Reviewed by Dennis Schwartz

A spiritual movie about a self-centered reporter making contact with a homeless mentally-ill Juilliard trained musician. It’s well-meaning and is well-acted, but is dreary and emotionally bankrupt. British director Joe Wright (“Pride & Prejudice”/”Crocodile Snap”/”Atonement”) tries to fiddle away at so many tunes until it becomes difficult to discern what tune he wants us to hear. It plays out as a rather tone deaf love fest for Beethoven, the urban disadvantaged, the invisible Skid Row denizens of LA and those who are mentally ill. It’s based-on-the-real-life portrait by LA Times columnist Steve Lopez. The screenplay, which has an indie feel, is by Susannah Grant, who stretches it out between sentimentality and hard-hitting reality. She’s the writer of Erin Brockovich.

Nathaniel Ayers (Jamie Foxx) is a twitchy street person, a schizophrenic musical prodigy who hears voices in his head and had a meltdown before dropping out from Julliard. Steve Lopez (Robert Downey Jr.) is the LA Times columnist recovering from a nasty spill on his bicycle, who while walking around the city discovers the homeless African-American in rags playing on a two-string violin by a statue of Beethoven in the downtown area and befriends Ayers to get a story. Why the ‘have’ becomes so obsessed with his ‘have not’ discovery, is never clarified (either exploiting him for a story or because he really cares or a mixture of both). But they meet regularly and a thorny relationship develops, with Ayers looking upon the reporter as a god.

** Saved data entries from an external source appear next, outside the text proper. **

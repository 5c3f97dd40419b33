//! Following service (the relationship store).

use sea_orm::Set;
use serde::Serialize;
use universe_common::{AppError, AppResult, IdGenerator};
use universe_db::{
    entities::{following, notification::NotificationKind},
    repositories::{FollowingRepository, UserRepository},
};

use crate::services::directory::{UserDirectory, UserSummary};
use crate::services::notification::NotificationService;

/// Outcome of a follow request.
#[derive(Debug, Clone, Copy, PartialEq, Eq, Serialize)]
#[serde(rename_all = "lowercase")]
pub enum FollowResult {
    /// A new edge was created.
    Followed,
    /// The edge already existed.
    AlreadyFollowing,
}

/// Following service for business logic.
#[derive(Clone)]
pub struct FollowingService {
    following_repo: FollowingRepository,
    user_repo: UserRepository,
    directory: UserDirectory,
    notifications: NotificationService,
    id_gen: IdGenerator,
}

impl FollowingService {
    /// Create a new following service.
    #[must_use]
    pub const fn new(
        following_repo: FollowingRepository,
        user_repo: UserRepository,
        directory: UserDirectory,
        notifications: NotificationService,
    ) -> Self {
        Self {
            following_repo,
            user_repo,
            directory,
            notifications,
            id_gen: IdGenerator::new(),
        }
    }

    /// Follow a user.
    ///
    /// Following an already-followed user is a no-op.
    pub async fn follow(&self, follower_id: &str, followee_id: &str) -> AppResult<FollowResult> {
        if follower_id == followee_id {
            return Err(AppError::BadRequest("Cannot follow yourself".to_string()));
        }

        let followee = self.user_repo.get_by_id(followee_id).await?;

        if self
            .following_repo
            .is_following(follower_id, &followee.id)
            .await?
        {
            return Ok(FollowResult::AlreadyFollowing);
        }

        let model = following::ActiveModel {
            id: Set(self.id_gen.generate()),
            follower_id: Set(follower_id.to_string()),
            followee_id: Set(followee.id.clone()),
            created_at: Set(chrono::Utc::now().into()),
        };

        match self.following_repo.create(model).await {
            Ok(_) => {}
            // Lost a race with an identical request.
            Err(e) if e.is_conflict() => return Ok(FollowResult::AlreadyFollowing),
            Err(e) => return Err(e),
        }

        tracing::debug!(follower = %follower_id, followee = %followee.id, "Follow edge created");

        self.notifications
            .notify_quietly(&followee.id, follower_id, NotificationKind::Follow, None)
            .await;

        Ok(FollowResult::Followed)
    }

    /// Unfollow a user. Missing edges are not an error.
    pub async fn unfollow(&self, follower_id: &str, followee_id: &str) -> AppResult<()> {
        let removed = self
            .following_repo
            .delete_by_pair(follower_id, followee_id)
            .await?;
        if removed {
            tracing::debug!(follower = %follower_id, followee = %followee_id, "Follow edge removed");
        }
        Ok(())
    }

    /// Whether `follower_id` follows `followee_id`.
    pub async fn is_following(&self, follower_id: &str, followee_id: &str) -> AppResult<bool> {
        self.following_repo
            .is_following(follower_id, followee_id)
            .await
    }

    /// Users following `user_id`, most recent first.
    pub async fn followers(&self, user_id: &str) -> AppResult<Vec<UserSummary>> {
        let edges = self.following_repo.find_followers(user_id).await?;
        let ids: Vec<String> = edges.into_iter().map(|e| e.follower_id).collect();
        self.ordered_summaries(&ids).await
    }

    /// Users `user_id` follows, most recent first.
    pub async fn following(&self, user_id: &str) -> AppResult<Vec<UserSummary>> {
        let edges = self.following_repo.find_following(user_id).await?;
        let ids: Vec<String> = edges.into_iter().map(|e| e.followee_id).collect();
        self.ordered_summaries(&ids).await
    }

    async fn ordered_summaries(&self, ids: &[String]) -> AppResult<Vec<UserSummary>> {
        let mut summaries = self.directory.summaries(ids).await?;
        Ok(ids.iter().filter_map(|id| summaries.remove(id)).collect())
    }
}

#[cfg(test)]
#[allow(clippy::unwrap_used)]
mod tests {
    use super::*;
    use crate::services::directory::test_support::{empty_db, user};
    use chrono::Utc;
    use sea_orm::{DatabaseBackend, DatabaseConnection, MockDatabase, MockExecResult};
    use std::sync::Arc;
    use universe_db::entities::notification;
    use universe_db::repositories::{NotificationRepository, ProfileRepository};

    fn edge(follower: &str, followee: &str) -> following::Model {
        following::Model {
            id: format!("{follower}-{followee}"),
            follower_id: follower.to_string(),
            followee_id: followee.to_string(),
            created_at: Utc::now().into(),
        }
    }

    fn service(
        following: Arc<DatabaseConnection>,
        users: Arc<DatabaseConnection>,
        notifications: Arc<DatabaseConnection>,
        directory_users: Arc<DatabaseConnection>,
        directory_profiles: Arc<DatabaseConnection>,
    ) -> FollowingService {
        let directory = UserDirectory::new(
            UserRepository::new(directory_users),
            ProfileRepository::new(directory_profiles),
        );
        FollowingService::new(
            FollowingRepository::new(following),
            UserRepository::new(users),
            directory.clone(),
            NotificationService::new(NotificationRepository::new(notifications), directory),
        )
    }

    #[tokio::test]
    async fn test_follow_self_rejected() {
        let service = service(empty_db(), empty_db(), empty_db(), empty_db(), empty_db());
        let result = service.follow("alice", "alice").await;
        assert!(matches!(result, Err(AppError::BadRequest(_))));
    }

    #[tokio::test]
    async fn test_follow_existing_edge_is_noop() {
        let following = Arc::new(
            MockDatabase::new(DatabaseBackend::Postgres)
                .append_query_results([[edge("alice", "bob")]])
                .into_connection(),
        );
        let users = Arc::new(
            MockDatabase::new(DatabaseBackend::Postgres)
                .append_query_results([[user("bob", "bob")]])
                .into_connection(),
        );

        let service = service(following, users, empty_db(), empty_db(), empty_db());
        let result = service.follow("alice", "bob").await.unwrap();

        assert_eq!(result, FollowResult::AlreadyFollowing);
    }

    #[tokio::test]
    async fn test_follow_creates_edge_and_notifies() {
        let following = Arc::new(
            MockDatabase::new(DatabaseBackend::Postgres)
                .append_query_results([Vec::<following::Model>::new()])
                .append_query_results([[edge("alice", "bob")]])
                .into_connection(),
        );
        let users = Arc::new(
            MockDatabase::new(DatabaseBackend::Postgres)
                .append_query_results([[user("bob", "bob")]])
                .into_connection(),
        );
        let notifications = Arc::new(
            MockDatabase::new(DatabaseBackend::Postgres)
                .append_query_results([[notification::Model {
                    id: "n1".to_string(),
                    target_id: "bob".to_string(),
                    actor_id: "alice".to_string(),
                    kind: NotificationKind::Follow,
                    post_id: None,
                    is_read: false,
                    created_at: Utc::now().into(),
                }]])
                .into_connection(),
        );

        let service = service(following, users, notifications, empty_db(), empty_db());
        let result = service.follow("alice", "bob").await.unwrap();

        assert_eq!(result, FollowResult::Followed);
    }

    #[tokio::test]
    async fn test_unfollow_without_edge_succeeds() {
        let following = Arc::new(
            MockDatabase::new(DatabaseBackend::Postgres)
                .append_exec_results([MockExecResult {
                    last_insert_id: 0,
                    rows_affected: 0,
                }])
                .into_connection(),
        );

        let service = service(following, empty_db(), empty_db(), empty_db(), empty_db());
        assert!(service.unfollow("alice", "bob").await.is_ok());
    }

    #[tokio::test]
    async fn test_followers_keep_edge_order() {
        let following = Arc::new(
            MockDatabase::new(DatabaseBackend::Postgres)
                .append_query_results([[edge("carol", "alice"), edge("bob", "alice")]])
                .into_connection(),
        );
        let users = Arc::new(
            MockDatabase::new(DatabaseBackend::Postgres)
                .append_query_results([[user("bob", "bob"), user("carol", "carol")]])
                .into_connection(),
        );
        let profiles = Arc::new(
            MockDatabase::new(DatabaseBackend::Postgres)
                .append_query_results([Vec::<universe_db::entities::profile::Model>::new()])
                .into_connection(),
        );

        let service = service(following, empty_db(), empty_db(), users, profiles);
        let followers = service.followers("alice").await.unwrap();

        let names: Vec<&str> = followers.iter().map(|u| u.username.as_str()).collect();
        assert_eq!(names, vec!["carol", "bob"]);
    }
}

Lopez tries to bring the homeless man (one of some 90,000 in the greater LA area) back to normal by getting him a clean apartment; presenting him with a valuable gift of a cello from a reader; having him meet with the LA Philharmonic cellist (Tom Hollander), a devout Christian, who arranges for Ayers to give a recital; and trying to talk the reluctant Skids Row shelter worker David (Nelsan Ellis) to get Ayers on meds. But after letting the viewer feel some of Ayer’s pain, the story turns its attention to Lopez dealing with his newspaper boss editor ex-wife Mary Weston (Catherine Keener) and his failed attempts to cure the sometimes volatile and babbling Ayers (who slips in and out of rationality), as the film seems to go nowhere that’s interesting with Lopez now the focal point of the story. For Lopez’s efforts, he gets a well-received series of newspaper articles and later a hit book. Ayers survives supposedly through his music and in the apartment that Lopez managed to secure for him. The film also wants us to think of Ayers and Lopez becoming friends, but that was a bit hard to swallow since their relationship was based solely on need and never looked like a true friendship.

The film was intended to be a 2008 Oscar hopeful, a cross between Shine and A Beautiful Mind. Instead it was released in April of 2009 and appears to be too bland a presentation to be remembered later on during Oscar time for the 2009 award.


Dennis Schwartz: “Ozus’ World Movie Reviews”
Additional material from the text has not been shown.